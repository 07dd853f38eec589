// =============================================================================
// Frame archive loader — pre-materialized replay + daily history batches
// =============================================================================
//
// The collector publishes batches under the web mirror:
//   onlytrade-web/public/replay/cn-a/latest/frames.1m.json
//   onlytrade-web/public/replay/cn-a/history/frames.1d.<days>.json
//
// The loader reads them once at boot. Malformed frames are dropped (counted,
// logged), the remainder is sorted and deduplicated per the timeline
// contract. When several history files exist the deepest one wins.
// =============================================================================

use std::path::{Path, PathBuf};

use anyhow::{Context, Result};
use tracing::{info, warn};

use crate::market::frame::{sort_and_dedup, BarFrame, FrameBatch};

/// In-memory archive of replayable 1m frames and static daily history.
pub struct FrameArchive {
    /// Sorted, deduplicated intraday frames (the replay timeline source).
    pub intraday: Vec<BarFrame>,
    /// Sorted, deduplicated daily bars across the whole universe.
    pub daily: Vec<BarFrame>,
}

impl FrameArchive {
    /// Load the archive rooted at `replay_dir` (the `.../replay/cn-a`
    /// directory). A missing history directory yields an empty daily set; a
    /// missing latest batch is an error because replay mode cannot run
    /// without a timeline.
    pub fn load(replay_dir: impl AsRef<Path>) -> Result<Self> {
        let replay_dir = replay_dir.as_ref();

        let latest_path = replay_dir.join("latest").join("frames.1m.json");
        let latest = load_batch(&latest_path)
            .with_context(|| format!("loading replay archive {}", latest_path.display()))?;
        let intraday = sort_and_dedup(latest.frames);

        let daily = match deepest_history_file(&replay_dir.join("history"))? {
            Some(path) => {
                let batch = load_batch(&path)
                    .with_context(|| format!("loading daily history {}", path.display()))?;
                sort_and_dedup(batch.frames)
            }
            None => {
                warn!(dir = %replay_dir.display(), "no daily history file found");
                Vec::new()
            }
        };

        info!(
            intraday_frames = intraday.len(),
            daily_frames = daily.len(),
            "frame archive loaded"
        );

        Ok(Self { intraday, daily })
    }

    /// Construct directly from frame lists (tests, generator seeding).
    pub fn from_frames(intraday: Vec<BarFrame>, daily: Vec<BarFrame>) -> Self {
        Self {
            intraday: sort_and_dedup(intraday),
            daily: sort_and_dedup(daily),
        }
    }

    /// Last `limit` daily bars for a symbol, oldest first.
    pub fn daily_for_symbol(&self, symbol: &str, limit: usize) -> Vec<BarFrame> {
        tail_for_symbol(&self.daily, symbol, limit)
    }

    /// Sorted unique symbols present in the daily history.
    pub fn daily_symbols(&self) -> Vec<String> {
        let mut syms: Vec<String> = self
            .daily
            .iter()
            .map(|f| f.instrument.symbol.clone())
            .collect();
        syms.sort();
        syms.dedup();
        syms
    }
}

/// Last `limit` frames of `symbol` in an already-sorted slice, oldest first.
pub fn tail_for_symbol(frames: &[BarFrame], symbol: &str, limit: usize) -> Vec<BarFrame> {
    if limit == 0 {
        return Vec::new();
    }
    let matching: Vec<&BarFrame> = frames
        .iter()
        .filter(|f| f.instrument.symbol == symbol)
        .collect();
    let start = matching.len().saturating_sub(limit);
    matching[start..].iter().map(|f| (*f).clone()).collect()
}

/// Read and schema-validate one frame batch from disk, dropping frames that
/// fail the OHLC sanity check.
pub fn load_batch(path: &Path) -> Result<FrameBatch> {
    let content = std::fs::read_to_string(path)
        .with_context(|| format!("reading frame batch {}", path.display()))?;
    let mut batch: FrameBatch = serde_json::from_str(&content)
        .with_context(|| format!("parsing frame batch {}", path.display()))?;
    if !batch.is_valid_schema() {
        anyhow::bail!(
            "unexpected schema_version {:?} in {}",
            batch.schema_version,
            path.display()
        );
    }

    let before = batch.frames.len();
    batch.frames.retain(BarFrame::is_well_formed);
    let dropped = before - batch.frames.len();
    if dropped > 0 {
        warn!(path = %path.display(), dropped, "dropped malformed frames from batch");
    }
    Ok(batch)
}

/// Pick the history file with the deepest day coverage: among files named
/// `frames.1d.<days>.json`, the one with the largest `<days>`.
fn deepest_history_file(history_dir: &Path) -> Result<Option<PathBuf>> {
    if !history_dir.is_dir() {
        return Ok(None);
    }
    let mut best: Option<(u64, PathBuf)> = None;
    for entry in std::fs::read_dir(history_dir)
        .with_context(|| format!("listing history dir {}", history_dir.display()))?
    {
        let entry = entry?;
        let name = entry.file_name().to_string_lossy().to_string();
        let Some(days) = parse_history_days(&name) else {
            continue;
        };
        if best.as_ref().map_or(true, |(d, _)| days > *d) {
            best = Some((days, entry.path()));
        }
    }
    Ok(best.map(|(_, p)| p))
}

fn parse_history_days(file_name: &str) -> Option<u64> {
    let rest = file_name.strip_prefix("frames.1d.")?;
    let digits = rest.strip_suffix(".json")?;
    digits.parse().ok()
}

// =============================================================================
// Tests
// =============================================================================

#[cfg(test)]
mod tests {
    use super::*;
    use crate::market::frame::{BarWindow, Instrument, BAR_SCHEMA_VERSION};
    use crate::market::session::SessionPhase;

    fn bar(symbol: &str, interval: &str, start_ts_ms: i64, close: f64) -> BarFrame {
        BarFrame {
            schema_version: BAR_SCHEMA_VERSION.to_string(),
            instrument: Instrument::cn_a(symbol),
            interval: interval.to_string(),
            window: BarWindow {
                start_ts_ms,
                end_ts_ms: start_ts_ms + 60_000,
                trading_day: "2025-06-02".to_string(),
            },
            session_phase: SessionPhase::ContinuousAm,
            open: close,
            high: close + 1.0,
            low: close - 1.0,
            close,
            volume_shares: 1_000.0,
            turnover_cny: close * 1_000.0,
            vwap: close,
            mode: "mock".to_string(),
            provider: "test".to_string(),
        }
    }

    fn write_batch(path: &Path, frames: Vec<BarFrame>) {
        let mut batch = FrameBatch::new("cn-a", "mock", "test");
        batch.frames = frames;
        std::fs::create_dir_all(path.parent().unwrap()).unwrap();
        std::fs::write(path, serde_json::to_string(&batch).unwrap()).unwrap();
    }

    #[test]
    fn history_days_parse() {
        assert_eq!(parse_history_days("frames.1d.90.json"), Some(90));
        assert_eq!(parse_history_days("frames.1d.365.json"), Some(365));
        assert_eq!(parse_history_days("frames.1m.json"), None);
        assert_eq!(parse_history_days("frames.1d.x.json"), None);
    }

    #[test]
    fn load_picks_deepest_history() {
        let dir = tempfile::tempdir().unwrap();
        let root = dir.path();
        write_batch(
            &root.join("latest/frames.1m.json"),
            vec![bar("600519", "1m", 1_000, 10.0)],
        );
        write_batch(
            &root.join("history/frames.1d.30.json"),
            vec![bar("600519", "1d", 1_000, 10.0)],
        );
        write_batch(
            &root.join("history/frames.1d.90.json"),
            vec![
                bar("600519", "1d", 1_000, 10.0),
                bar("600519", "1d", 2_000, 11.0),
            ],
        );

        let archive = FrameArchive::load(root).unwrap();
        assert_eq!(archive.intraday.len(), 1);
        assert_eq!(archive.daily.len(), 2);
    }

    #[test]
    fn load_drops_malformed_frames() {
        let dir = tempfile::tempdir().unwrap();
        let root = dir.path();
        let mut bad = bar("600519", "1m", 2_000, 10.0);
        bad.low = bad.high + 5.0;
        write_batch(
            &root.join("latest/frames.1m.json"),
            vec![bar("600519", "1m", 1_000, 10.0), bad],
        );
        let archive = FrameArchive::load(root).unwrap();
        assert_eq!(archive.intraday.len(), 1);
    }

    #[test]
    fn load_missing_latest_is_error() {
        let dir = tempfile::tempdir().unwrap();
        assert!(FrameArchive::load(dir.path()).is_err());
    }

    #[test]
    fn tail_for_symbol_limits() {
        let frames = sort_and_dedup(vec![
            bar("600519", "1d", 1_000, 10.0),
            bar("600519", "1d", 2_000, 11.0),
            bar("000001", "1d", 2_000, 5.0),
            bar("600519", "1d", 3_000, 12.0),
        ]);
        let tail = tail_for_symbol(&frames, "600519", 2);
        assert_eq!(tail.len(), 2);
        assert!((tail[0].close - 11.0).abs() < f64::EPSILON);
        assert!((tail[1].close - 12.0).abs() < f64::EPSILON);
        assert!(tail_for_symbol(&frames, "600519", 0).is_empty());
    }

    #[test]
    fn daily_symbols_sorted_unique() {
        let archive = FrameArchive::from_frames(
            Vec::new(),
            vec![
                bar("600941", "1d", 1_000, 1.0),
                bar("000001", "1d", 1_000, 1.0),
                bar("600941", "1d", 2_000, 1.0),
            ],
        );
        assert_eq!(archive.daily_symbols(), vec!["000001", "600941"]);
    }
}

→ What needs to be done
All the lines that hold the word "Result" must appear in the answer, copied from the records.

→ Task answer
use anyhow::{Context, Result};
    pub fn load(replay_dir: impl AsRef<Path>) -> Result<Self> {
pub fn load_batch(path: &Path) -> Result<FrameBatch> {
fn deepest_history_file(history_dir: &Path) -> Result<Option<PathBuf>> {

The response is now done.